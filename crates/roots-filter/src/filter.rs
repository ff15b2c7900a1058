//! Filter data model.

use serde::Serialize;
use serde_json::value::RawValue;
use std::collections::BTreeMap;

use crate::nullable::Nullable;

/// Tag predicates keyed by tag name without the `#` marker.
pub type TagFilters = BTreeMap<String, Vec<String>>;

/// Wire fields this implementation does not understand, kept as raw JSON.
///
/// Values are stored verbatim and never parsed, so they re-encode exactly as
/// received.
#[derive(Debug, Clone, Default)]
pub struct Extensions(BTreeMap<String, Box<RawValue>>);

impl Extensions {
    /// Empty extension bag.
    pub fn new() -> Self {
        Self::default()
    }

    /// Inserts an already-encoded raw value.
    pub fn insert_raw(&mut self, key: impl Into<String>, value: Box<RawValue>) {
        self.0.insert(key.into(), value);
    }

    /// Encodes `value` and inserts it.
    pub fn insert<T: Serialize + ?Sized>(
        &mut self,
        key: impl Into<String>,
        value: &T,
    ) -> Result<(), serde_json::Error> {
        let raw = serde_json::value::to_raw_value(value)?;
        self.0.insert(key.into(), raw);
        Ok(())
    }

    /// Raw value for `key`.
    pub fn get(&self, key: &str) -> Option<&RawValue> {
        self.0.get(key).map(Box::as_ref)
    }

    /// Entries in key order.
    pub fn iter(&self) -> impl Iterator<Item = (&str, &RawValue)> {
        self.0.iter().map(|(k, v)| (k.as_str(), v.as_ref()))
    }

    /// Number of entries.
    pub fn len(&self) -> usize {
        self.0.len()
    }

    /// True when there are no entries.
    pub fn is_empty(&self) -> bool {
        self.0.is_empty()
    }
}

impl From<BTreeMap<String, Box<RawValue>>> for Extensions {
    fn from(map: BTreeMap<String, Box<RawValue>>) -> Self {
        Self(map)
    }
}

impl PartialEq for Extensions {
    fn eq(&self, other: &Self) -> bool {
        self.0.len() == other.0.len()
            && self
                .0
                .iter()
                .zip(other.0.iter())
                .all(|((ka, va), (kb, vb))| ka == kb && va.get() == vb.get())
    }
}

impl Eq for Extensions {}

/// Subscription criteria. All populated predicates combine with AND.
///
/// `None` and `Some(vec![])` are kept apart for `ids`, `authors` and `kinds`
/// so the wire form round-trips, but both impose no constraint when
/// matching. `limit` and `extensions` are carried for other components and
/// never consulted by the matcher.
#[derive(Debug, Clone, Default, PartialEq, Eq)]
pub struct Filter {
    /// Event id prefixes.
    pub ids: Option<Vec<String>>,
    /// Author pubkey prefixes.
    pub authors: Option<Vec<String>>,
    /// Exact kinds.
    pub kinds: Option<Vec<i64>>,
    /// Inclusive lower bound on `created_at`.
    pub since: Nullable<i64>,
    /// Inclusive upper bound on `created_at`.
    pub until: Nullable<i64>,
    /// Advisory result cap.
    pub limit: Nullable<i64>,
    /// Tag predicates.
    pub tags: TagFilters,
    /// Unrecognised wire fields.
    pub extensions: Extensions,
}

impl Filter {
    /// Empty filter; matches every event.
    pub fn new() -> Self {
        Self::default()
    }

    /// Sets id prefixes.
    pub fn ids<I, S>(mut self, ids: I) -> Self
    where
        I: IntoIterator<Item = S>,
        S: Into<String>,
    {
        self.ids = Some(ids.into_iter().map(Into::into).collect());
        self
    }

    /// Sets author prefixes.
    pub fn authors<I, S>(mut self, authors: I) -> Self
    where
        I: IntoIterator<Item = S>,
        S: Into<String>,
    {
        self.authors = Some(authors.into_iter().map(Into::into).collect());
        self
    }

    /// Sets kinds.
    pub fn kinds(mut self, kinds: impl IntoIterator<Item = i64>) -> Self {
        self.kinds = Some(kinds.into_iter().collect());
        self
    }

    /// Sets the lower bound.
    pub fn since(mut self, since: i64) -> Self {
        self.since = Nullable::Value(since);
        self
    }

    /// Sets the upper bound.
    pub fn until(mut self, until: i64) -> Self {
        self.until = Nullable::Value(until);
        self
    }

    /// Sets the advisory limit.
    pub fn limit(mut self, limit: i64) -> Self {
        self.limit = Nullable::Value(limit);
        self
    }

    /// Adds a tag predicate. `name` excludes the `#` marker.
    pub fn tag<I, S>(mut self, name: impl Into<String>, values: I) -> Self
    where
        I: IntoIterator<Item = S>,
        S: Into<String>,
    {
        self.tags
            .insert(name.into(), values.into_iter().map(Into::into).collect());
        self
    }
}
//! Roots CLI - event ids, signing, verification and filter matching.

use clap::{Parser, Subcommand};
use tracing_subscriber::EnvFilter;

mod commands;
mod input;
mod output;

use commands::{canonicalize, id, keygen, matching, pubkey, sign, verify};

#[derive(Parser)]
#[command(name = "roots")]
#[command(about = "Roots event identity, signing, verification and filtering CLI")]
struct Cli {
    #[command(subcommand)]
    command: Commands,
}

#[derive(Subcommand)]
enum Commands {
    /// Show canonical bytes for an event
    Canonicalize {
        /// Input event JSON file (or stdin if not provided)
        input: Option<String>,
    },
    /// Compute the id of an event
    Id {
        /// Input event JSON file (or stdin if not provided)
        input: Option<String>,
    },
    /// Generate a new private key
    Keygen {
        /// Output the key pair as JSON
        #[arg(long)]
        json: bool,
    },
    /// Derive the public key for a private key
    Pubkey {
        /// Private key as 64 lowercase hex characters
        private_key: String,
    },
    /// Sign an event template and print the finalized event
    Sign {
        /// Private key as 64 lowercase hex characters
        #[arg(long)]
        key: String,
        /// Input event JSON file (or stdin if not provided)
        input: Option<String>,
    },
    /// Validate one event or a JSON array of events
    Verify {
        /// Input event JSON file (or stdin if not provided)
        input: Option<String>,
        /// Exit with error code if any verification fails
        #[arg(long)]
        strict: bool,
        /// Output as JSON
        #[arg(long)]
        json: bool,
    },
    /// Print the events matching a filter, one per line
    Match {
        /// Filter JSON file holding one filter or an array of filters
        #[arg(long)]
        filter: String,
        /// Input event JSON file (or stdin if not provided)
        input: Option<String>,
    },
}

fn init_tracing() {
    let default_level = "warn";
    let _ = tracing_subscriber::fmt()
        .with_env_filter(
            EnvFilter::try_from_default_env().unwrap_or_else(|_| EnvFilter::new(default_level)),
        )
        .with_writer(std::io::stderr)
        .try_init();
}

fn main() {
    init_tracing();
    let cli = Cli::parse();

    let result = match cli.command {
        Commands::Canonicalize { input } => canonicalize::run(input),
        Commands::Id { input } => id::run(input),
        Commands::Keygen { json } => keygen::run(json),
        Commands::Pubkey { private_key } => pubkey::run(private_key),
        Commands::Sign { key, input } => sign::run(key, input),
        Commands::Verify {
            input,
            strict,
            json,
        } => verify::run(input, strict, json),
        Commands::Match { filter, input } => matching::run(filter, input),
    };

    if let Err(e) = result {
        eprintln!("Error: {}", e);
        std::process::exit(1);
    }
}
use roots_canonical::{compute_event_id, serialize, CanonicalEvent, Tag};

fn main() {
    let tags = vec![Tag::new(["t", "roots"])];
    let event = CanonicalEvent {
        pubkey: "cfa87f35acbde29ba1ab3ee42de527b2cad33ac487e80cf2d6405ea0042c8fef",
        created_at: 1760740551,
        kind: 1,
        tags: &tags,
        content: "hello world",
    };

    match serialize(&event) {
        Ok(bytes) => println!("{}", String::from_utf8_lossy(&bytes)),
        Err(err) => {
            eprintln!("canonicalization failed: {}", err);
            std::process::exit(1);
        }
    }

    match compute_event_id(&event) {
        Ok(id) => println!("{}", id),
        Err(err) => {
            eprintln!("id computation failed: {}", err);
            std::process::exit(1);
        }
    }
}
//! Canonical data primitives for roots events.
//!
//! Everything that participates in hashing lives in this crate: the hex
//! identifiers and their patterns, the [`Tag`] type, the byte-exact canonical
//! serialization `[0, pubkey, created_at, kind, tags, content]`, and the
//! SHA-256 event id derived from it.
//!
#![deny(missing_docs)]

/// Canonical serialization of the identity-bearing event fields.
pub mod canonicalizer;
/// Event id computation and verification.
pub mod event_id;
/// Fixed-length hex identifiers and the hex codec.
pub mod identifiers;
/// Event tags.
pub mod tag;
/// Pattern validation for hex strings.
pub mod validation;

pub use canonicalizer::{serialize, CanonicalEvent, CanonicalizationError, CANONICAL_DISCRIMINANT};
pub use event_id::{compute_event_id, compute_event_id_bytes, verify_event_id, EventIdError};
pub use identifiers::{decode_hex32, decode_hex64, encode_hex, EventId, HexError, PublicKey, SecretKey, Signature};
pub use tag::Tag;
pub use validation::{is_hex128, is_hex64, ValidationError};
//! Event matching for filters.

use roots_core::{Event, Tag};
use std::collections::{HashMap, HashSet};

use crate::filter::{Filter, TagFilters};

/// Trait for deciding whether an event satisfies subscription criteria.
pub trait EventFilter {
    /// Returns true if the event matches the filter criteria.
    fn matches(&self, event: &Event) -> bool;
}

impl EventFilter for Filter {
    fn matches(&self, event: &Event) -> bool {
        Filter::matches(self, event)
    }
}

/// A subscription with several filters matches when any one of them does.
impl EventFilter for [Filter] {
    fn matches(&self, event: &Event) -> bool {
        matches_any(self, event)
    }
}

impl Filter {
    /// Returns true when `event` satisfies every populated predicate.
    ///
    /// `limit` and extensions are ignored.
    pub fn matches(&self, event: &Event) -> bool {
        matches_prefix(&event.id, self.ids.as_deref())
            && matches_prefix(&event.pubkey, self.authors.as_deref())
            && matches_kind(event.kind, self.kinds.as_deref())
            && matches_time_range(event.created_at, self.since.get(), self.until.get())
            && matches_tags(&event.tags, &self.tags)
    }
}

/// True when any filter in `filters` matches `event`.
pub fn matches_any(filters: &[Filter], event: &Event) -> bool {
    filters.iter().any(|filter| filter.matches(event))
}

fn matches_prefix(candidate: &str, prefixes: Option<&[String]>) -> bool {
    match prefixes {
        None | Some([]) => true,
        Some(prefixes) => prefixes
            .iter()
            .any(|prefix| candidate.starts_with(prefix.as_str())),
    }
}

fn matches_kind(kind: i64, kinds: Option<&[i64]>) -> bool {
    match kinds {
        None | Some([]) => true,
        Some(kinds) => kinds.contains(&kind),
    }
}

fn matches_time_range(created_at: i64, since: Option<i64>, until: Option<i64>) -> bool {
    if let Some(since) = since {
        if created_at < since {
            return false;
        }
    }
    if let Some(until) = until {
        if created_at > until {
            return false;
        }
    }
    true
}

fn matches_tags(tags: &[Tag], filters: &TagFilters) -> bool {
    if filters.values().all(Vec::is_empty) {
        return true;
    }

    let index = index_tags(tags);
    filters.iter().all(|(name, wanted)| {
        // An empty value set places no constraint on this tag name.
        wanted.is_empty()
            || index
                .get(name.as_str())
                .is_some_and(|values| wanted.iter().any(|v| values.contains(v.as_str())))
    })
}

/// Tag name to the set of first values. Tags shorter than two elements are
/// skipped.
fn index_tags(tags: &[Tag]) -> HashMap<&str, HashSet<&str>> {
    let mut index: HashMap<&str, HashSet<&str>> = HashMap::new();
    for tag in tags {
        if let [name, value, ..] = tag.0.as_slice() {
            index.entry(name.as_str()).or_default().insert(value.as_str());
        }
    }
    index
}
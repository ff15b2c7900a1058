//! Subcommand implementations.

pub mod canonicalize;
pub mod id;
pub mod keygen;
pub mod matching;
pub mod pubkey;
pub mod sign;
pub mod verify;
//! UTF-8 text files exposed as streams of UTF-16 code units.
//!
//! The transform engines operate on a 16-bit alphabet, so text is read and
//! written as UTF-16 code units: characters in the Basic Multilingual Plane
//! map to a single unit, supplementary characters to a surrogate pair. The
//! files themselves stay UTF-8; a leading byte order mark is skipped on read.
//!
//! The intermediate stream between the block stage and the Huffman stage is
//! not text: the Burrows-Wheeler permutation separates surrogate pairs and
//! the move-to-front shift can land any rank in the surrogate band. A lone
//! surrogate has no UTF-8 form, so these units are carried in the three-byte
//! pattern the surrogate code point would use if it were a scalar value
//! (generalized UTF-8). Valid text never produces such sequences, and every
//! code unit sequence round-trips losslessly.

use std::io::{BufReader, BufWriter, Read, Write};

use crate::error::{Error, Result};

const BOM: u32 = 0xFEFF;

const SURROGATES: std::ops::Range<u32> = 0xD800..0xE000;
const LOW_SURROGATES: std::ops::Range<u32> = 0xDC00..0xE000;

/// Reads a UTF-8 text source as a sequence of UTF-16 code units.
pub struct CodeUnitReader<R: Read> {
    source: BufReader<R>,
    /// Low half of a surrogate pair waiting to be delivered.
    pending: Option<u16>,
    at_start: bool,
}

impl<R: Read> CodeUnitReader<R> {
    pub fn new(source: R) -> Self {
        Self {
            source: BufReader::new(source),
            pending: None,
            at_start: true,
        }
    }

    /// Read the next code unit, or `None` once the source is exhausted.
    pub fn read_unit(&mut self) -> Result<Option<u16>> {
        if let Some(low) = self.pending.take() {
            return Ok(Some(low));
        }
        let cp = match self.read_code_point()? {
            Some(cp) => cp,
            None => return Ok(None),
        };
        if cp >= 0x10000 {
            let offset = cp - 0x10000;
            self.pending = Some((0xDC00 + (offset & 0x3FF)) as u16);
            Ok(Some((0xD800 + (offset >> 10)) as u16))
        } else {
            Ok(Some(cp as u16))
        }
    }

    /// Read up to `max` code units. Returns `None` when the source was
    /// already exhausted, otherwise the units read (fewer than `max` on the
    /// last block).
    pub fn read_block(&mut self, max: usize) -> Result<Option<Vec<u16>>> {
        let mut block = Vec::with_capacity(max);
        while block.len() < max {
            match self.read_unit()? {
                Some(u) => block.push(u),
                None => break,
            }
        }
        if block.is_empty() {
            Ok(None)
        } else {
            Ok(Some(block))
        }
    }

    /// Decode one code point, skipping a byte order mark at the very start
    /// of the source. Surrogate code points are accepted (see module doc).
    fn read_code_point(&mut self) -> Result<Option<u32>> {
        loop {
            let mut buf = [0_u8; 4];
            if self.source.read(&mut buf[..1])? == 0 {
                return Ok(None);
            }
            let width = match buf[0] {
                0x00..=0x7F => 1,
                0xC0..=0xDF => 2,
                0xE0..=0xEF => 3,
                0xF0..=0xF4 => 4,
                _ => return Err(Error::malformed("invalid UTF-8 leading byte")),
            };
            if width > 1 {
                self.source
                    .read_exact(&mut buf[1..width])
                    .map_err(|_| Error::malformed("incomplete UTF-8 sequence"))?;
                if buf[1..width].iter().any(|b| b & 0xC0 != 0x80) {
                    return Err(Error::malformed("invalid UTF-8 continuation byte"));
                }
            }
            let cp = match width {
                1 => buf[0] as u32,
                2 => ((buf[0] & 0x1F) as u32) << 6 | (buf[1] & 0x3F) as u32,
                3 => {
                    ((buf[0] & 0x0F) as u32) << 12
                        | ((buf[1] & 0x3F) as u32) << 6
                        | (buf[2] & 0x3F) as u32
                }
                _ => {
                    ((buf[0] & 0x07) as u32) << 18
                        | ((buf[1] & 0x3F) as u32) << 12
                        | ((buf[2] & 0x3F) as u32) << 6
                        | (buf[3] & 0x3F) as u32
                }
            };
            if cp > 0x10FFFF {
                return Err(Error::malformed("code point out of range"));
            }
            let skip_bom = self.at_start && cp == BOM;
            self.at_start = false;
            if !skip_bom {
                return Ok(Some(cp));
            }
        }
    }
}

/// Writes a sequence of UTF-16 code units as UTF-8 text.
///
/// Paired surrogates are recombined into supplementary characters; a lone
/// surrogate is written in its generalized three-byte form (see module doc).
pub struct CodeUnitWriter<W: Write> {
    sink: BufWriter<W>,
    /// High half of a possible surrogate pair waiting for its low half.
    pending_high: Option<u16>,
}

impl<W: Write> CodeUnitWriter<W> {
    pub fn new(sink: W) -> Self {
        Self {
            sink: BufWriter::new(sink),
            pending_high: None,
        }
    }

    /// Write a single code unit.
    pub fn write_unit(&mut self, unit: u16) -> Result<()> {
        if let Some(high) = self.pending_high.take() {
            if LOW_SURROGATES.contains(&(unit as u32)) {
                let cp =
                    0x10000 + (((high as u32 - 0xD800) << 10) | (unit as u32 - 0xDC00));
                return self.write_code_point(cp);
            }
            // the high half stays lone; fall through to handle unit itself
            self.write_code_point(high as u32)?;
        }
        if (0xD800_u16..0xDC00).contains(&unit) {
            self.pending_high = Some(unit);
            Ok(())
        } else {
            self.write_code_point(unit as u32)
        }
    }

    /// Write every unit of a block in order.
    pub fn write_block(&mut self, block: &[u16]) -> Result<()> {
        for &unit in block {
            self.write_unit(unit)?;
        }
        Ok(())
    }

    /// Emit the UTF-8 byte pattern of a code point, including lone
    /// surrogates.
    fn write_code_point(&mut self, cp: u32) -> Result<()> {
        if SURROGATES.contains(&cp) || char::from_u32(cp).is_none() {
            debug_assert!(SURROGATES.contains(&cp));
            let bytes = [
                0xE0 | (cp >> 12) as u8,
                0x80 | ((cp >> 6) & 0x3F) as u8,
                0x80 | (cp & 0x3F) as u8,
            ];
            self.sink.write_all(&bytes)?;
        } else {
            let c = char::from_u32(cp).expect("checked above");
            let mut buf = [0_u8; 4];
            self.sink.write_all(c.encode_utf8(&mut buf).as_bytes())?;
        }
        Ok(())
    }

    /// Flush and return the underlying sink.
    pub fn finish(mut self) -> Result<W> {
        if let Some(high) = self.pending_high.take() {
            self.write_code_point(high as u32)?;
        }
        self.sink.flush()?;
        self.sink
            .into_inner()
            .map_err(|e| Error::Io(e.into_error()))
    }
}

#[cfg(test)]
mod test {
    use super::{CodeUnitReader, CodeUnitWriter};

    fn units_of(bytes: &[u8]) -> Vec<u16> {
        let mut reader = CodeUnitReader::new(bytes);
        let mut units = Vec::new();
        while let Some(u) = reader.read_unit().unwrap() {
            units.push(u);
        }
        units
    }

    fn bytes_of(units: &[u16]) -> Vec<u8> {
        let mut writer = CodeUnitWriter::new(Vec::new());
        writer.write_block(units).unwrap();
        writer.finish().unwrap()
    }

    #[test]
    fn ascii_reads_as_single_units() {
        assert_eq!(units_of(b"abc"), vec![0x61, 0x62, 0x63]);
    }

    #[test]
    fn supplementary_chars_become_pairs() {
        // U+1F600 is the surrogate pair D83D DE00
        assert_eq!(units_of("\u{1F600}".as_bytes()), vec![0xD83D, 0xDE00]);
    }

    #[test]
    fn leading_bom_is_skipped() {
        assert_eq!(units_of("\u{FEFF}hi".as_bytes()), vec![0x68, 0x69]);
        // a BOM later in the stream is data
        assert_eq!(units_of("h\u{FEFF}i".as_bytes()), vec![0x68, 0xFEFF, 0x69]);
    }

    #[test]
    fn read_block_chunks() {
        let mut reader = CodeUnitReader::new("abcde".as_bytes());
        assert_eq!(reader.read_block(3).unwrap(), Some(vec![0x61, 0x62, 0x63]));
        assert_eq!(reader.read_block(3).unwrap(), Some(vec![0x64, 0x65]));
        assert_eq!(reader.read_block(3).unwrap(), None);
    }

    #[test]
    fn writer_round_trips_text() {
        let text = "héllo \u{1F600} wörld";
        let source: Vec<u16> = text.encode_utf16().collect();
        let bytes = bytes_of(&source);
        assert_eq!(String::from_utf8(bytes.clone()).unwrap(), text);
        assert_eq!(units_of(&bytes), source);
    }

    #[test]
    fn lone_surrogates_round_trip() {
        // the shapes the block stage produces: separated and reordered halves
        for units in [
            vec![0xD800_u16],
            vec![0xDC00, 0xD83D],
            vec![0xDE00, 0x61, 0xD83D],
            vec![0xD83D, 0xD83D, 0xDE00],
            vec![0xFFFF, 0xDBFF, 0xDFFF, 0x0000],
        ] {
            assert_eq!(units_of(&bytes_of(&units)), units, "failed on {units:?}");
        }
    }

    #[test]
    fn invalid_utf8_is_malformed() {
        let mut reader = CodeUnitReader::new([0xFF_u8, 0x61].as_slice());
        assert!(reader.read_unit().is_err());
        let mut reader = CodeUnitReader::new([0xC3_u8].as_slice());
        assert!(reader.read_unit().is_err());
    }
}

**********

» Exercise instructions: Go through the listing above and list every line that has the word "Inclusive".

» Exercise answer:
    /// Inclusive lower bound on `created_at`.
    /// Inclusive upper bound on `created_at`.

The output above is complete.